What specific issues or problems are you having that requires investigating for a rootkit?

GMER is a stand-alone tool that will help investigate for the presence of rootkits. It will not actually tell you if you are infected or not unless you know what you're looking for. If you're unsure how to use a particular Anti-rootkit (ARK) tool or interpret the log it generates, then you probably should not be using it. Some ARK tools are intended for advanced users or to be used under the guidance of an expert who can interpret the log results and investigate it for malicious entries before taking any removal action. Incorrectly removing legitimate entries could lead to disastrous problems with your operating system.

Why? Not all hidden components detected by anti-rootkit (ARK) scanners and security tools are malicious. It is normal for a Firewall, some anti-virus and anti-malware software (ProcessGuard, Prevx), CD Emulators sandboxes, virtual machines and Host based Intrusion Prevention Systems (HIPS) to exhibit rootkit-like behavior or hook into the OS kernal/SSDT (System Service Descriptor Table) in order to protect your system. SSDT is a table that stores addresses of functions that are used by Windows. Whenever a function is called, Windows looks in this table to find the address for it.

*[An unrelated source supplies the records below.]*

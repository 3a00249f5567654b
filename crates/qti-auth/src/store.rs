//! Credential cache backed by durable storage.
//!
//! Memory is authoritative once loaded. Every mutation updates memory first
//! and then writes through to the `KeyValueStore` while still holding the
//! lock, so storage never lags behind a later mutation. A failed write is
//! reported to the caller but leaves the in-memory state in place.

use crate::{AuthResult, AuthTokens, AuthenticationMethod, Credentials};
use parking_lot::RwLock;
use qti_storage::{CredentialKey, KeyValueStore};
use std::sync::Arc;
use tracing::{debug, warn};

/// Current credentials of one client.
pub struct CredentialStore {
    key: String,
    storage: Arc<dyn KeyValueStore>,
    current: RwLock<Option<Credentials>>,
}

impl CredentialStore {
    /// Load the credentials stored under `key`.
    ///
    /// A stored document that no longer parses is removed and the store
    /// starts logged out.
    pub fn open(storage: Arc<dyn KeyValueStore>, key: &CredentialKey) -> AuthResult<Self> {
        let key = key.as_storage_key();
        let current = match storage.get(&key)? {
            Some(raw) => match serde_json::from_str::<Credentials>(&raw) {
                Ok(credentials) => {
                    debug!(
                        key = %key,
                        method = credentials.method.name(),
                        "Loaded stored credentials"
                    );
                    Some(credentials)
                }
                Err(e) => {
                    warn!(key = %key, error = %e, "Discarding unreadable stored credentials");
                    storage.remove(&key)?;
                    None
                }
            },
            None => None,
        };

        Ok(Self {
            key,
            storage,
            current: RwLock::new(current),
        })
    }

    /// The storage key this store writes under.
    pub fn key(&self) -> &str {
        &self.key
    }

    /// Snapshot of the held credentials.
    pub fn current(&self) -> Option<Credentials> {
        self.current.read().clone()
    }

    pub fn is_logged_in(&self) -> bool {
        self.current.read().is_some()
    }

    pub fn access_token(&self) -> Option<String> {
        self.current
            .read()
            .as_ref()
            .map(|c| c.access_token.clone())
            .filter(|t| !t.is_empty())
    }

    pub fn refresh_token(&self) -> Option<String> {
        self.current
            .read()
            .as_ref()
            .and_then(|c| c.refresh_token().map(str::to_string))
    }

    pub fn method(&self) -> Option<AuthenticationMethod> {
        self.current.read().as_ref().map(|c| c.method.clone())
    }

    /// Replace the held credentials wholesale (sign-in).
    pub fn replace(&self, credentials: Credentials) -> AuthResult<()> {
        let mut current = self.current.write();
        let raw = serde_json::to_string(&credentials)?;
        *current = Some(credentials);
        self.storage.set(&self.key, &raw)?;
        Ok(())
    }

    /// Apply renewed tokens.
    ///
    /// The access token is always replaced; the refresh token only when the
    /// provider rotated it; the subject only when supplied. Returns `false`
    /// without writing anything when the store was cleared in the meantime.
    pub fn apply_refresh(&self, tokens: &AuthTokens) -> AuthResult<bool> {
        self.update(|credentials| {
            credentials.access_token = tokens.access_token.clone();
            if let Some(rotated) = tokens.refresh_token.as_ref().filter(|t| !t.is_empty()) {
                credentials.refresh_token = Some(rotated.clone());
            }
            if let Some(subject) = tokens.subject_id.as_ref() {
                credentials.subject_id = Some(subject.clone());
            }
        })
    }

    /// Mutate the held credentials in place and persist them.
    ///
    /// Returns `false` when no credentials are held.
    pub fn update(&self, f: impl FnOnce(&mut Credentials)) -> AuthResult<bool> {
        let mut current = self.current.write();
        let Some(credentials) = current.as_mut() else {
            return Ok(false);
        };
        f(credentials);
        let raw = serde_json::to_string(&*credentials)?;
        self.storage.set(&self.key, &raw)?;
        Ok(true)
    }

    /// Drop the held credentials, memory first, then storage.
    ///
    /// Clearing an empty store is a no-op apart from the storage removal.
    pub fn clear(&self) -> AuthResult<()> {
        let mut current = self.current.write();
        let had_credentials = current.take().is_some();
        self.storage.remove(&self.key)?;
        if had_credentials {
            debug!(key = %self.key, "Cleared credentials");
        }
        Ok(())
    }
}

impl std::fmt::Debug for CredentialStore {
    fn fmt(&self, f: &mut std::fmt::Formatter<'_>) -> std::fmt::Result {
        f.debug_struct("CredentialStore")
            .field("key", &self.key)
            .field("logged_in", &self.is_logged_in())
            .finish()
    }
}
//! Client configuration.

use crate::{ConfigError, ConfigResult, Paths};
use serde::{Deserialize, Serialize};
use std::path::{Path, PathBuf};
use std::time::Duration;
use url::Url;

pub const DEFAULT_LOG_LEVEL: &str = "info";
pub const DEFAULT_API_URL: &str = "https://api.qti-delivery.dev/";
pub const DEFAULT_APP_ID: &str = "default";
const DEFAULT_REQUEST_TIMEOUT_SECS: u64 = 30;

/// Configuration of the command-line client.
///
/// Read from `config.json` in the base directory; `QTI_LOG_LEVEL`,
/// `QTI_API_URL`, `QTI_APP_ID` and `QTI_FIREBASE_API_KEY` override the file.
#[derive(Debug, Clone, PartialEq, Serialize, Deserialize)]
pub struct Config {
    /// Log level (trace, debug, info, warn, error).
    #[serde(default = "default_log_level")]
    pub log_level: String,
    #[serde(default = "default_api_url")]
    pub api_url: String,
    #[serde(default = "default_app_id")]
    pub app_id: String,
    /// Web API key of the identity provider.
    #[serde(default, skip_serializing_if = "Option::is_none")]
    pub firebase_api_key: Option<String>,
    /// Send `x-admin: true` with teacher and tools requests.
    #[serde(default)]
    pub admin: bool,
    #[serde(default = "default_request_timeout_secs")]
    pub request_timeout_secs: u64,
    /// Credential file; defaults to `credentials.json` in the base directory.
    #[serde(default, skip_serializing_if = "Option::is_none")]
    pub credentials_file: Option<PathBuf>,
}

fn default_log_level() -> String {
    DEFAULT_LOG_LEVEL.to_string()
}

fn default_api_url() -> String {
    DEFAULT_API_URL.to_string()
}

fn default_app_id() -> String {
    DEFAULT_APP_ID.to_string()
}

fn default_request_timeout_secs() -> u64 {
    DEFAULT_REQUEST_TIMEOUT_SECS
}

impl Default for Config {
    fn default() -> Self {
        Self {
            log_level: default_log_level(),
            api_url: default_api_url(),
            app_id: default_app_id(),
            firebase_api_key: None,
            admin: false,
            request_timeout_secs: DEFAULT_REQUEST_TIMEOUT_SECS,
            credentials_file: None,
        }
    }
}

impl Config {
    /// Load from the config file when present, then apply the environment.
    pub fn load(paths: &Paths) -> ConfigResult<Self> {
        let config_path = paths.config_file();
        let mut config = if config_path.exists() {
            Self::load_from_file(&config_path)?
        } else {
            Self::default()
        };
        config.apply_overrides(|name| std::env::var(name).ok());
        Ok(config)
    }

    pub fn load_from_file(path: &Path) -> ConfigResult<Self> {
        let content = std::fs::read_to_string(path)?;
        Ok(serde_json::from_str(&content)?)
    }

    pub fn save(&self, paths: &Paths) -> ConfigResult<()> {
        paths.ensure_dirs()?;
        let content = serde_json::to_string_pretty(self)?;
        std::fs::write(paths.config_file(), content)?;
        Ok(())
    }

    /// Apply `QTI_*` overrides; empty values are ignored.
    pub fn apply_overrides(&mut self, lookup: impl Fn(&str) -> Option<String>) {
        let get = |name: &str| lookup(name).map(|v| v.trim().to_string()).filter(|v| !v.is_empty());

        if let Some(level) = get("QTI_LOG_LEVEL") {
            self.log_level = level;
        }
        if let Some(url) = get("QTI_API_URL") {
            self.api_url = url;
        }
        if let Some(app_id) = get("QTI_APP_ID") {
            self.app_id = app_id;
        }
        if let Some(key) = get("QTI_FIREBASE_API_KEY") {
            self.firebase_api_key = Some(key);
        }
    }

    /// Parsed API base URL, with a trailing slash so relative paths resolve
    /// below it.
    pub fn api_url(&self) -> ConfigResult<Url> {
        let mut raw = self.api_url.trim().to_string();
        if !raw.ends_with('/') {
            raw.push('/');
        }
        Ok(Url::parse(&raw)?)
    }

    pub fn request_timeout(&self) -> Duration {
        Duration::from_secs(self.request_timeout_secs.max(1))
    }

    pub fn firebase_api_key(&self) -> ConfigResult<&str> {
        self.firebase_api_key
            .as_deref()
            .filter(|k| !k.is_empty())
            .ok_or_else(|| {
                ConfigError::Invalid(
                    "firebase_api_key is not set (config file or QTI_FIREBASE_API_KEY)"
                        .to_string(),
                )
            })
    }

    pub fn credentials_file(&self, paths: &Paths) -> PathBuf {
        self.credentials_file
            .clone()
            .unwrap_or_else(|| paths.credentials_file())
    }
}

Both legitimate programs and rootkits can hook into and alter this table.

API Kernel hooks are not always bad since some system monitoring software and security tools use them as well. If no hooks are active on a system it means that all system services are handled by ntoskrnl.exe which is a base component of Windows operating systems and the process used in the boot-up cycle of a computer. ARK scanners do not differentiate between what is good and what is bad...they only report what is found. Therefore, even on a clean system some hidden essential components may be detected when performing a scan to check for the presence of rootkits. As such, you should not be alarmed if you see any hidden entries created by legitimate programs after performing a scan.

In most cases further investigation is required after the initial ARK scan by someone trained in rootkit detection or with advanced knowledge of the operating system. Report logs need to be analyzed and detected components identified in order to determined if they are benign, system critical or malevolent before attempted removal. Using an ARK scanner without knowing how to tell the difference between legitimate and malicious entries can be dangerous if a critical component is incorrectly removed.